PROVIDED INFORMATION:
__________________________________________________

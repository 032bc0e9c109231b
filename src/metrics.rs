//! Prometheus metrics registry and instruments.
//!
//! This module is framework-agnostic and can be used from any layer.

use std::sync::Once;

use lazy_static::lazy_static;
use prometheus::{IntCounter, IntCounterVec, Opts, Registry};

lazy_static! {
    /// Global Prometheus registry
    pub static ref REGISTRY: Registry = Registry::new();

    // Session Metrics
    pub static ref SESSIONS_ISSUED_TOTAL: IntCounter = IntCounter::new(
        "gatorshare_sessions_issued_total",
        "Total number of session/CSRF token pairs issued"
    ).expect("metric can be created");
    pub static ref AUTH_FAILURES_TOTAL: IntCounterVec = IntCounterVec::new(
        Opts::new("gatorshare_auth_failures_total", "Total number of rejected authorizations"),
        &["reason"]
    ).expect("metric can be created");

    // Relationship Metrics
    pub static ref REACTIONS_TOTAL: IntCounterVec = IntCounterVec::new(
        Opts::new("gatorshare_reactions_total", "Total number of applied reaction transitions"),
        &["target", "transition"]
    ).expect("metric can be created");
    pub static ref FOLLOWS_TOTAL: IntCounterVec = IntCounterVec::new(
        Opts::new("gatorshare_follows_total", "Total number of follow edge mutations"),
        &["action"]
    ).expect("metric can be created");

    // Notification Metrics
    pub static ref NOTIFICATIONS_TOTAL: IntCounterVec = IntCounterVec::new(
        Opts::new("gatorshare_notifications_total", "Total number of notification deliveries"),
        &["status"]
    ).expect("metric can be created");

    // Error Metrics
    pub static ref ERRORS_TOTAL: IntCounterVec = IntCounterVec::new(
        Opts::new("gatorshare_errors_total", "Total number of error responses"),
        &["error_type"]
    ).expect("metric can be created");
}

static INIT: Once = Once::new();

/// Initialize metrics registry.
///
/// Safe to call more than once; only the first call registers.
pub fn init_metrics() {
    INIT.call_once(|| {
        REGISTRY
            .register(Box::new(SESSIONS_ISSUED_TOTAL.clone()))
            .expect("SESSIONS_ISSUED_TOTAL can be registered");
        REGISTRY
            .register(Box::new(AUTH_FAILURES_TOTAL.clone()))
            .expect("AUTH_FAILURES_TOTAL can be registered");
        REGISTRY
            .register(Box::new(REACTIONS_TOTAL.clone()))
            .expect("REACTIONS_TOTAL can be registered");
        REGISTRY
            .register(Box::new(FOLLOWS_TOTAL.clone()))
            .expect("FOLLOWS_TOTAL can be registered");
        REGISTRY
            .register(Box::new(NOTIFICATIONS_TOTAL.clone()))
            .expect("NOTIFICATIONS_TOTAL can be registered");
        REGISTRY
            .register(Box::new(ERRORS_TOTAL.clone()))
            .expect("ERRORS_TOTAL can be registered");

        tracing::info!("Metrics registry initialized");
    });
}

#[cfg(test)]
mod tests {
    use super::*;

    #[test]
    fn init_metrics_is_idempotent() {
        init_metrics();
        init_metrics();

        SESSIONS_ISSUED_TOTAL.inc();
        let families = REGISTRY.gather();
        assert!(
            families
                .iter()
                .any(|family| family.get_name() == "gatorshare_sessions_issued_total")
        );
    }
}
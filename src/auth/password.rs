//! Password hashing (Argon2id, PHC string format)

use argon2::{
    Argon2, PasswordHash, PasswordHasher, PasswordVerifier,
    password_hash::{SaltString, rand_core::OsRng},
};

use tokio::sync::OnceCell;

use crate::error::AppError;

/// Stand-in hash checked when no member matches, hashed once per process
static UNKNOWN_MEMBER_HASH: OnceCell<String> = OnceCell::const_new();

/// Hash a password on the blocking pool
pub async fn hash_password(password: String) -> Result<String, AppError> {
    tokio::task::spawn_blocking(move || {
        let salt = SaltString::generate(&mut OsRng);
        Argon2::default()
            .hash_password(password.as_bytes(), &salt)
            .map(|hash| hash.to_string())
            .map_err(|e| anyhow::anyhow!("password hashing failed: {e}"))
    })
    .await
    .map_err(|e| AppError::Internal(e.into()))?
    .map_err(AppError::Internal)
}

/// Check a password against a stored PHC string
///
/// A malformed stored hash is an internal error, not a mismatch.
pub async fn verify_password(password: String, stored_hash: String) -> Result<bool, AppError> {
    tokio::task::spawn_blocking(move || {
        let parsed = PasswordHash::new(&stored_hash)
            .map_err(|e| anyhow::anyhow!("stored password hash is malformed: {e}"))?;
        Ok(Argon2::default()
            .verify_password(password.as_bytes(), &parsed)
            .is_ok())
    })
    .await
    .map_err(|e| AppError::Internal(e.into()))?
    .map_err(AppError::Internal)
}

/// Burn one verification against a throwaway hash; always `false`
///
/// Login calls this for unknown usernames so they cost the same Argon2
/// work as a wrong password for a real member.
pub async fn verify_unknown_member(password: String) -> Result<bool, AppError> {
    let stand_in = UNKNOWN_MEMBER_HASH
        .get_or_try_init(|| hash_password("gatorshare-unknown-member".to_string()))
        .await?;
    verify_password(password, stand_in.clone()).await?;
    Ok(false)
}

#[cfg(test)]
mod tests {
    use super::*;

    #[tokio::test]
    async fn hash_then_verify() {
        let hash = hash_password("correct horse".to_string()).await.unwrap();
        assert!(hash.starts_with("$argon2"));

        assert!(
            verify_password("correct horse".to_string(), hash.clone())
                .await
                .unwrap()
        );
        assert!(
            !verify_password("wrong horse".to_string(), hash)
                .await
                .unwrap()
        );
    }

    #[tokio::test]
    async fn same_password_gets_distinct_salts() {
        let first = hash_password("password123".to_string()).await.unwrap();
        let second = hash_password("password123".to_string()).await.unwrap();
        assert_ne!(first, second);
    }

    #[tokio::test]
    async fn malformed_hash_is_an_error() {
        let result = verify_password("anything".to_string(), "not-a-hash".to_string()).await;
        assert!(matches!(result, Err(AppError::Internal(_))));
    }

    #[tokio::test]
    async fn unknown_member_never_verifies() {
        for password in ["gatorshare-unknown-member", "chomp-chomp", ""] {
            assert!(!verify_unknown_member(password.to_string()).await.unwrap());
        }
        let stand_in = UNKNOWN_MEMBER_HASH.get().unwrap();
        assert!(stand_in.starts_with("$argon2id$"));
    }
}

__________________________________________________

THE PROBLEM:
Within the material above, output exactly the lines from the one with "PHC string format)" through the one with "not a mismatch.", end lines included, and nothing besides.

ANSWER SECTION:
//! Password hashing (Argon2id, PHC string format)

use argon2::{
    Argon2, PasswordHash, PasswordHasher, PasswordVerifier,
    password_hash::{SaltString, rand_core::OsRng},
};

use tokio::sync::OnceCell;

use crate::error::AppError;

/// Stand-in hash checked when no member matches, hashed once per process
static UNKNOWN_MEMBER_HASH: OnceCell<String> = OnceCell::const_new();

/// Hash a password on the blocking pool
pub async fn hash_password(password: String) -> Result<String, AppError> {
    tokio::task::spawn_blocking(move || {
        let salt = SaltString::generate(&mut OsRng);
        Argon2::default()
            .hash_password(password.as_bytes(), &salt)
            .map(|hash| hash.to_string())
            .map_err(|e| anyhow::anyhow!("password hashing failed: {e}"))
    })
    .await
    .map_err(|e| AppError::Internal(e.into()))?
    .map_err(AppError::Internal)
}

/// Check a password against a stored PHC string
///
/// A malformed stored hash is an internal error, not a mismatch.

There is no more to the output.